An additional and very important point to note is that logistics cuts across industries. Think about the goods you consume and consider whether they had to be warehoused at some point while waiting to be distributed to retailers or directly to end consumers. Almost all types of industries require warehouses and distribution centers, so logistics as a sector is less exposed to the ups and downs that any individual industry, be it food, beauty, construction, etc, might be facing.

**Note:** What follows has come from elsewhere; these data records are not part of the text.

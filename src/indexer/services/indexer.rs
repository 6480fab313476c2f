//! Applies store changes and domain events to the search index.

use crate::events::domain::EventEnvelope;
use crate::indexer::{
    domain::{
        BatchReport, DocumentTarget, FailedRecord, FailureReason, IndexOutcome, SearchDocument,
        SearchIndexName,
    },
    ports::{SearchIndex, SearchIndexError},
};
use crate::store::{
    domain::{ChangeKind, ChangeRecord, Entity, ItemKey},
    ports::{KeyedStore, StoreError},
};
use futures::future::join_all;
use std::collections::BTreeMap;
use std::sync::Arc;
use thiserror::Error;
use tracing::{debug, warn};

/// Errors raised while applying a single change.
#[derive(Debug, Clone, Error)]
pub enum IndexerError {
    /// The search index failed.
    #[error(transparent)]
    Index(#[from] SearchIndexError),

    /// Re-reading the entity failed.
    #[error(transparent)]
    Store(#[from] StoreError),

    /// The entity could not be encoded as a document.
    #[error("document encoding failed: {0}")]
    Encode(String),
}

/// Keeps the search index in step with the store.
///
/// Records of distinct keys are applied concurrently; records of one key
/// are applied in log order and stop at that key's first failure.
pub struct ChangeCaptureIndexer<I, S>
where
    I: SearchIndex,
    S: KeyedStore,
{
    index: Arc<I>,
    store: Arc<S>,
}

impl<I, S> Clone for ChangeCaptureIndexer<I, S>
where
    I: SearchIndex,
    S: KeyedStore,
{
    fn clone(&self) -> Self {
        Self {
            index: Arc::clone(&self.index),
            store: Arc::clone(&self.store),
        }
    }
}

impl<I, S> ChangeCaptureIndexer<I, S>
where
    I: SearchIndex,
    S: KeyedStore,
{
    /// Creates a new indexer.
    #[must_use]
    pub const fn new(index: Arc<I>, store: Arc<S>) -> Self {
        Self { index, store }
    }

    /// Applies a batch of change records.
    ///
    /// Never fails as a whole: the report lists the failed record of each
    /// failing key together with the later records of that key that were
    /// held back.
    pub async fn process_batch(&self, records: &[ChangeRecord]) -> BatchReport {
        let mut by_key: BTreeMap<&ItemKey, Vec<&ChangeRecord>> = BTreeMap::new();
        for record in records {
            by_key.entry(&record.key).or_default().push(record);
        }

        let partials = join_all(by_key.into_values().map(|group| self.apply_key(group))).await;

        let mut report = BatchReport::default();
        for partial in partials {
            report.indexed += partial.indexed;
            report.deleted += partial.deleted;
            report.skipped += partial.skipped;
            report.failed.extend(partial.failed);
        }
        report.failed.sort_by_key(|failed| failed.sequence);
        debug!(
            records = records.len(),
            indexed = report.indexed,
            deleted = report.deleted,
            skipped = report.skipped,
            failed = report.failed.len(),
            "processed change batch"
        );
        report
    }

    /// Re-reads the task an event refers to and mirrors it into the index.
    ///
    /// A task that no longer exists is deleted from the index.
    ///
    /// # Errors
    ///
    /// Returns [`IndexerError`] when the store read or index write fails.
    pub async fn handle_event(&self, envelope: &EventEnvelope) -> Result<IndexOutcome, IndexerError> {
        let task_id = envelope.event().task_id();
        let key = ItemKey::task(task_id);
        match self.store.get(&key).await? {
            Some(entity) => self.upsert(&entity).await,
            None => {
                let target = DocumentTarget {
                    index: SearchIndexName::Tasks,
                    id: task_id.to_string(),
                };
                self.index.delete(&target).await?;
                Ok(IndexOutcome::Deleted)
            }
        }
    }

    async fn apply_key(&self, group: Vec<&ChangeRecord>) -> BatchReport {
        let mut report = BatchReport::default();
        let mut pending = group.into_iter();
        while let Some(record) = pending.next() {
            match self.apply(record).await {
                Ok(outcome) => report.count(outcome),
                Err(err) => {
                    warn!(
                        sequence = record.sequence,
                        key = %record.key,
                        error = %err,
                        "change record not indexed"
                    );
                    report.failed.push(FailedRecord {
                        sequence: record.sequence,
                        key: record.key.clone(),
                        reason: FailureReason::Error(err.to_string()),
                    });
                    report.failed.extend(pending.map(|held| FailedRecord {
                        sequence: held.sequence,
                        key: held.key.clone(),
                        reason: FailureReason::HeldBack,
                    }));
                    break;
                }
            }
        }
        report
    }

    async fn apply(&self, record: &ChangeRecord) -> Result<IndexOutcome, IndexerError> {
        match record.kind {
            ChangeKind::Insert | ChangeKind::Modify => match &record.new_image {
                Some(entity) => self.upsert(entity).await,
                None => Ok(IndexOutcome::Skipped),
            },
            ChangeKind::Remove => {
                let Some(target) = record.old_image.as_ref().and_then(DocumentTarget::of) else {
                    return Ok(IndexOutcome::Skipped);
                };
                self.index.delete(&target).await?;
                Ok(IndexOutcome::Deleted)
            }
        }
    }

    async fn upsert(&self, entity: &Entity) -> Result<IndexOutcome, IndexerError> {
        let document = SearchDocument::from_entity(entity)
            .map_err(|err| IndexerError::Encode(err.to_string()))?;
        match document {
            Some(document) => {
                self.index.upsert(&document).await?;
                Ok(IndexOutcome::Indexed)
            }
            None => Ok(IndexOutcome::Skipped),
        }
    }
}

UK logistics is a compelling proposition


Given the uncertainty in the global market and the fact that most countries have slipped into recession due to the pandemic, many investors are taking a wait-and-see approach. The pandemic is constantly evolving with different countries passing through different phases with varying success. Some are even moving backwards, possibly back toward lockdowns after having opened up to ensure some level of economic stability.

Yet despite this still-evolving threat, we would argue that UK logistics is a compelling proposition due to its historical resilience and the rise of e-commerce accelerated by the UK government’s restrictions on non-essential business and the people’s movement. Combine this with low vacancy rates, rising rental rates and limited supply, and the proposition starts to look very attractive indeed.